[ExI] Social right to have a living

Samantha Atkins sjatkins at mac.com
Sat Jul 2 01:32:20 UTC 2011


On 07/01/2011 11:45 AM, Kelly Anderson wrote:
>> 2011/7/1 Stefano Vaj<stefano.vaj at gmail.com>:
>>> Wrong. You seem to equate corporate state-ism with libertarian views.
>>> Corporate state conglomeration is fascism, not libertarianism.
>> This might well be the case (actually, "state corporativism" IMHO describes
>> better fascism, rather than the other way around, but this is not the issue
>> here), even though this scenario need not be neither more, nor less,
>> totalitarian than our average State today.
>>
>> My real point however is: how a radically libertarian view could ever
>> prevent a company from going down this path?
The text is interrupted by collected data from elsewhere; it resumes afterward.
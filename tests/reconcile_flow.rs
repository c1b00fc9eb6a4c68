//! Integration tests for the full standings pipeline: mock providers in,
//! reconciled standings out, persisted and readable back.

use std::sync::Arc;

use chrono::NaiveDate;

use statline_backend::core::reconciler;
use statline_backend::models::League;
use statline_backend::providers::{
    secondary::SecondaryFeed, sportsdataio::SportsDataIo, PrimarySource, SecondarySource,
};
use statline_backend::storage::Storage;

fn as_of() -> NaiveDate {
    NaiveDate::from_ymd_opt(2023, 4, 9).unwrap()
}

async fn run_league(league: League) -> Vec<statline_backend::models::TeamStanding> {
    let primary = SportsDataIo::new(None, true);
    let secondary = SecondaryFeed::new(true, None, None);

    let primary_teams = primary.fetch_standings(league).await.unwrap();
    let secondary_teams = secondary.fetch_standings(league).await.unwrap();

    let sources = vec![
        primary.source_id().to_string(),
        secondary.source_id(league).to_string(),
    ];

    reconciler::reconcile(league, as_of(), &sources, &primary_teams, &secondary_teams).unwrap()
}

#[tokio::test]
async fn nba_pipeline_produces_mixed_verdicts() {
    let standings = run_league(League::Nba).await;
    assert_eq!(standings.len(), 6);

    let by_abbr = |abbr: &str| standings.iter().find(|s| s.team.abbr == abbr).unwrap();

    // Corroborated by the secondary source.
    let celtics = by_abbr("BOS");
    assert!(celtics.verification.verified);
    assert_eq!(celtics.streak, "W2");
    assert_eq!(celtics.last_five, "WWLWW");

    // Secondary disagrees on the record.
    let heat = by_abbr("MIA");
    assert!(!heat.verification.verified);
    assert!(heat
        .verification
        .notes
        .as_deref()
        .unwrap()
        .contains("Record mismatch"));

    // Not present in the secondary source at all.
    let knicks = by_abbr("NYK");
    assert!(!knicks.verification.verified);
    assert!(knicks
        .verification
        .notes
        .as_deref()
        .unwrap()
        .contains("Missing data"));
}

#[tokio::test]
async fn mlb_pipeline_flattens_divisions_and_flags_mismatch() {
    let standings = run_league(League::Mlb).await;
    assert_eq!(standings.len(), 6);

    // Output follows primary input order, division by division.
    assert_eq!(standings[0].team.abbr, "NYY");
    assert!(standings[0].verification.verified);
    assert!(standings
        .iter()
        .all(|s| s.record.ties_or_ot.is_none()));

    let cubs = standings.iter().find(|s| s.team.abbr == "CHC").unwrap();
    assert!(!cubs.verification.verified);
    assert!(cubs
        .verification
        .notes
        .as_deref()
        .unwrap()
        .contains("Record mismatch"));

    let orioles = standings.iter().find(|s| s.team.abbr == "BAL").unwrap();
    assert!(orioles
        .verification
        .notes
        .as_deref()
        .unwrap()
        .contains("Missing data"));
}

#[tokio::test]
async fn nfl_pipeline_keeps_ties_out_of_the_verdict() {
    let standings = run_league(League::Nfl).await;

    let chiefs = standings.iter().find(|s| s.team.abbr == "KC").unwrap();
    assert!(chiefs.verification.verified);
    assert_eq!(chiefs.record.ties_or_ot, Some(0));
    assert_eq!(chiefs.streak, "W3");

    // The Bills tie shows up in the record and the form strings but never
    // in the verification verdict.
    let bills = standings.iter().find(|s| s.team.abbr == "BUF").unwrap();
    assert_eq!(bills.record.ties_or_ot, Some(1));
    assert_eq!(bills.last_five, "WWTWW");
    assert!(bills
        .verification
        .notes
        .as_deref()
        .unwrap()
        .contains("Missing data"));
}

#[tokio::test]
async fn pipeline_is_idempotent() {
    let a = run_league(League::Nba).await;
    let b = run_league(League::Nba).await;
    assert_eq!(a, b);
}

#[tokio::test]
async fn standings_persist_and_read_back() {
    let storage = Arc::new(Storage::open_in_memory().unwrap());
    let standings = run_league(League::Nba).await;

    storage.upsert_standings(&standings).unwrap();

    let celtics = storage
        .current_standing(League::Nba, "BOS")
        .unwrap()
        .unwrap();
    assert_eq!(celtics.team.name, "Boston Celtics");
    assert_eq!(celtics.record.wins, 57);
    assert_eq!(celtics.record_as_of, as_of());

    // A second run for the same as-of date replaces, never duplicates.
    storage.upsert_standings(&standings).unwrap();
    assert_eq!(
        storage.standing_history_len(League::Nba, "BOS").unwrap(),
        1
    );
}

#[tokio::test]
async fn player_trend_pipeline_over_seeded_logs() {
    let storage = Storage::open_in_memory().unwrap();
    storage.seed_demo_players().unwrap();

    let player_id = storage
        .find_player(League::Nba, "LeBron James", "LAL")
        .unwrap()
        .unwrap();
    let logs = storage.player_game_logs(player_id, 10).unwrap();
    assert_eq!(logs.len(), 10);

    let values: Vec<f64> = logs
        .iter()
        .map(|log| statline_backend::core::extractor::extract_stat(log, "points").unwrap())
        .collect();
    let summary = statline_backend::core::summary::summarize(&values);

    assert_eq!(summary.games, 10);
    assert_eq!(summary.min, 19.0);
    assert_eq!(summary.max, 36.0);
    assert_eq!(summary.avg, 27.6);
}
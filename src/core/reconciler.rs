//! Per-league standings reconciliation.
//!
//! Merges primary-source team data with secondary-source lookups and emits
//! one normalized standing per primary team, in input order.

use chrono::NaiveDate;
use tracing::debug;

use crate::models::{League, PrimaryTeam, SecondaryTeam, TeamStanding};

use super::{error::CoreError, form, verifier};

/// Reconcile a league's full set of teams.
///
/// `as_of` and `sources` come from the caller, never from a clock in here:
/// identical inputs always produce identical output. A team without a
/// secondary match only degrades that team's verification; a structurally
/// invalid primary entry aborts the whole batch.
pub fn reconcile(
    league: League,
    as_of: NaiveDate,
    sources: &[String],
    primary: &[PrimaryTeam],
    secondary: &[SecondaryTeam],
) -> Result<Vec<TeamStanding>, CoreError> {
    let mut standings = Vec::with_capacity(primary.len());

    for team in primary {
        validate_primary(league, team)?;

        let matched = find_secondary(&team.identity.name, secondary);
        if matched.is_none() {
            debug!(
                league = %league,
                team = %team.identity.name,
                "no secondary match, verification degraded"
            );
        }

        let verification = verifier::verify_record(&team.record, matched.map(|s| &s.record));

        standings.push(TeamStanding {
            team: team.identity.clone(),
            record: team.record,
            streak: form::calculate_streak(&team.results),
            last_five: form::calculate_last_five(&team.results),
            record_as_of: as_of,
            verification,
            sources: sources.to_vec(),
        });
    }

    Ok(standings)
}

fn validate_primary(league: League, team: &PrimaryTeam) -> Result<(), CoreError> {
    if team.identity.name.trim().is_empty() || team.identity.abbr.trim().is_empty() {
        return Err(CoreError::MalformedInput(format!(
            "primary {} entry without a team identity",
            league
        )));
    }
    if team.identity.league != league {
        return Err(CoreError::MalformedInput(format!(
            "primary entry for {} in a {} batch",
            team.identity.league, league
        )));
    }
    Ok(())
}

/// Exact name match first, then containment of the primary name's last
/// token within the secondary name. First match wins.
fn find_secondary<'a>(name: &str, secondary: &'a [SecondaryTeam]) -> Option<&'a SecondaryTeam> {
    if let Some(hit) = secondary.iter().find(|s| s.name == name) {
        return Some(hit);
    }

    let last_token = name.split_whitespace().last()?;
    secondary.iter().find(|s| s.name.contains(last_token))
}

#[cfg(test)]
mod tests {
    use super::*;
    use crate::models::{Record, ResultToken, TeamIdentity};

    fn identity(name: &str, abbr: &str, league: League) -> TeamIdentity {
        TeamIdentity {
            name: name.to_string(),
            abbr: abbr.to_string(),
            league,
        }
    }

    fn primary(name: &str, abbr: &str, wins: u32, losses: u32, letters: &str) -> PrimaryTeam {
        PrimaryTeam {
            identity: identity(name, abbr, League::Nba),
            record: Record::new(wins, losses),
            results: letters
                .chars()
                .map(|c| ResultToken::from_letter(c).unwrap())
                .collect(),
        }
    }

    fn secondary(name: &str, wins: u32, losses: u32) -> SecondaryTeam {
        SecondaryTeam {
            name: name.to_string(),
            record: Record::new(wins, losses),
        }
    }

    fn as_of() -> NaiveDate {
        NaiveDate::from_ymd_opt(2023, 4, 9).unwrap()
    }

    fn sources() -> Vec<String> {
        vec!["https://sportsdata.io".to_string()]
    }

    #[test]
    fn test_exact_name_match_verifies() {
        let primary = vec![primary("Boston Celtics", "BOS", 57, 25, "WWLWW")];
        let secondary = vec![secondary("Boston Celtics", 57, 25)];

        let out = reconcile(League::Nba, as_of(), &sources(), &primary, &secondary).unwrap();
        assert_eq!(out.len(), 1);
        assert!(out[0].verification.verified);
        assert_eq!(out[0].streak, "W2");
        assert_eq!(out[0].last_five, "WWLWW");
        assert_eq!(out[0].record_as_of, as_of());
    }

    #[test]
    fn test_last_token_fallback_match() {
        // Secondary source spells the team differently; the last name
        // token still lands inside it.
        let primary = vec![primary("Los Angeles Lakers", "LAL", 52, 30, "WLWWW")];
        let secondary = vec![secondary("L.A. Lakers", 52, 30)];

        let out = reconcile(League::Nba, as_of(), &sources(), &primary, &secondary).unwrap();
        assert!(out[0].verification.verified);
    }

    #[test]
    fn test_exact_match_preferred_over_fallback() {
        let primary = vec![primary("New York Knicks", "NYK", 47, 35, "WW")];
        // The fallback ("Knicks" containment) would hit the first row, but
        // the exact-name row must win.
        let secondary = vec![
            secondary("Knicks of New York", 0, 0),
            secondary("New York Knicks", 47, 35),
        ];

        let out = reconcile(League::Nba, as_of(), &sources(), &primary, &secondary).unwrap();
        assert!(out[0].verification.verified);
    }

    #[test]
    fn test_unmatched_team_degrades_not_aborts() {
        let primary = vec![
            primary("Boston Celtics", "BOS", 57, 25, "WWW"),
            primary("Miami Heat", "MIA", 44, 38, "LWL"),
        ];
        let secondary = vec![secondary("Boston Celtics", 57, 25)];

        let out = reconcile(League::Nba, as_of(), &sources(), &primary, &secondary).unwrap();
        assert_eq!(out.len(), 2);
        assert!(out[0].verification.verified);
        assert!(!out[1].verification.verified);
        assert!(out[1]
            .verification
            .notes
            .as_deref()
            .unwrap()
            .contains("Missing data"));
    }

    #[test]
    fn test_mismatch_recorded_in_notes() {
        let primary = vec![primary("Chicago Bulls", "CHI", 40, 42, "LL")];
        let secondary = vec![secondary("Chicago Bulls", 41, 41)];

        let out = reconcile(League::Nba, as_of(), &sources(), &primary, &secondary).unwrap();
        assert!(!out[0].verification.verified);
        assert!(out[0]
            .verification
            .notes
            .as_deref()
            .unwrap()
            .contains("Record mismatch"));
    }

    #[test]
    fn test_output_follows_input_order() {
        let primary = vec![
            primary("Miami Heat", "MIA", 44, 38, "W"),
            primary("Boston Celtics", "BOS", 57, 25, "W"),
            primary("Chicago Bulls", "CHI", 40, 42, "L"),
        ];

        let out = reconcile(League::Nba, as_of(), &sources(), &primary, &[]).unwrap();
        let abbrs: Vec<&str> = out.iter().map(|s| s.team.abbr.as_str()).collect();
        assert_eq!(abbrs, vec!["MIA", "BOS", "CHI"]);
    }

    #[test]
    fn test_empty_name_aborts_batch() {
        let primary = vec![
            primary("Boston Celtics", "BOS", 57, 25, "W"),
            primary("", "XXX", 1, 1, "W"),
        ];

        let err = reconcile(League::Nba, as_of(), &sources(), &primary, &[]).unwrap_err();
        assert!(matches!(err, CoreError::MalformedInput(_)));
    }

    #[test]
    fn test_league_mismatch_aborts_batch() {
        let team = PrimaryTeam {
            identity: identity("Kansas City Chiefs", "KC", League::Nfl),
            record: Record::with_ties(14, 3, 0),
            results: vec![ResultToken::Win],
        };

        let err = reconcile(League::Nba, as_of(), &sources(), &[team], &[]).unwrap_err();
        assert!(matches!(err, CoreError::MalformedInput(_)));
    }

    #[test]
    fn test_reconcile_is_idempotent() {
        let primary = vec![
            primary("Boston Celtics", "BOS", 57, 25, "WWLWW"),
            primary("Miami Heat", "MIA", 44, 38, "LWLWL"),
        ];
        let secondary = vec![secondary("Boston Celtics", 57, 25)];

        let a = reconcile(League::Nba, as_of(), &sources(), &primary, &secondary).unwrap();
        let b = reconcile(League::Nba, as_of(), &sources(), &primary, &secondary).unwrap();
        assert_eq!(a, b);
    }
}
And if the end result is
>> neither better nor worse than our average State today, what's the point?
>>
>> I am referring to the kind of libertarian view which postulates that we can
>> go without a State legal system at all, not to more moderate ones.
> Stefano, There you go again... :-)
>
> The "kind of libertarian view" you are speaking of in Anarchy.
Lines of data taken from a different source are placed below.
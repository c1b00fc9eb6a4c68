//! Stat extraction from per-game stat bags.

use crate::models::{GameLogEntry, League};

use super::error::CoreError;

pub const MLB_STATS: &[&str] = &["hits", "total_bases", "hr", "rbi", "runs", "bb", "so"];
pub const NBA_STATS: &[&str] = &["points", "rebounds", "assists", "threes"];
pub const NFL_STATS: &[&str] = &[
    "pass_yds",
    "rush_yds",
    "rec_yds",
    "receptions",
    "pass_td",
    "rush_td",
    "rec_td",
];

/// Vocabulary for a single league.
pub fn league_vocabulary(league: League) -> &'static [&'static str] {
    match league {
        League::Mlb => MLB_STATS,
        League::Nba => NBA_STATS,
        League::Nfl => NFL_STATS,
    }
}

/// True if the name appears in any league's vocabulary. Extraction accepts
/// the union across leagues; per-league strictness is a boundary concern.
pub fn is_known_stat(name: &str) -> bool {
    MLB_STATS.contains(&name) || NBA_STATS.contains(&name) || NFL_STATS.contains(&name)
}

/// Pull a named statistic out of one game log.
///
/// A log with no stats container at all yields 0: that is "no data yet",
/// not corruption. A recognized stat missing from this game's bag also
/// yields 0. A name outside every vocabulary is a hard error.
pub fn extract_stat(log: &GameLogEntry, stat_name: &str) -> Result<f64, CoreError> {
    let Some(stats) = &log.stats else {
        return Ok(0.0);
    };

    if !is_known_stat(stat_name) {
        return Err(CoreError::UnknownStat(stat_name.to_string()));
    }

    Ok(stats.get(stat_name).copied().unwrap_or(0.0))
}
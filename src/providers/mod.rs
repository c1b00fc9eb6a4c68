//! Data-source adapters.
//!
//! Each provider deserializes its own payload shape and normalizes it into
//! the core's input types at this boundary, so the engine never sees
//! provider-specific structures. Every fetch has a mock-mode short-circuit
//! so the service runs offline.

pub mod secondary;
pub mod sportsdataio;

use anyhow::Result;
use async_trait::async_trait;

use crate::models::{League, PrimaryTeam, SecondaryTeam};

/// The authoritative standings provider.
#[async_trait]
pub trait PrimarySource: Send + Sync {
    fn source_id(&self) -> &'static str;

    async fn fetch_standings(&self, league: League) -> Result<Vec<PrimaryTeam>>;
}

/// An independent provider used only to corroborate the primary record.
/// Swappable per league; returning an empty set degrades verification for
/// every team instead of failing the run.
#[async_trait]
pub trait SecondarySource: Send + Sync {
    fn source_id(&self, league: League) -> &'static str;

    async fn fetch_standings(&self, league: League) -> Result<Vec<SecondaryTeam>>;
}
I am an anarcho-capitalist.  Anarchy, in case anyone is confused, means 
without the State.  It does not mean chaos though most may have 
difficulty imagining a stateless society that is not chaotic.   I am 
libertarian (small l) in the sense that I hold the NAP as one of the 
most concise correct statements of proper human interaction ever 
conceived.  I am not a Libertarian in that the party is no longer the 
"Party of Principles".   Nominating an ex drug czar as presidential 
candidate was the final irrevocable proof for me.


> Libertarianism is no more anarchy than it is fascism. If you define
> libertarianism as anything that seems dangerous, then you aren't going
> to like it. My definition of libertarianism is most closely
> approximated in the real world by the VERY early United States. That
> is, there are very few laws, but the laws that exist are followed by
> the majority of the citizenry, and are respected. In part, the law is
> respected when it is understood by the citizen. When the law is so
> voluminous that not only the citizen can not read it, but even the
> lawmaker is challenged, then this is FAR from the libertarian ideal.
>

Where is the "principle" in that?  Is it merely very few laws or the 
proper kind of laws adhering to the missing and not mentioned principles?


> So government yes, absolutely you need government.

No, you don't.


>   But the very
> smallest amount that can possibly do. Just enough to prevent invasion,
> and protect me from my fellow citizens when they run amok.

I can protect myself. So can you. The rest is a matter of voluntary 
agreements.

> So no, I am not an anarchist. I am a libertarian! (As a libertarian, I
> get to define what that means to me, this being one of the greatest
> benefits of being a libertarian... ;-)  (kidding, just a little bit
> here.)

Unfortunately it is only a little bit as libertarian now means very 
little you can pin many libertarians (and certainly not the Party) down on.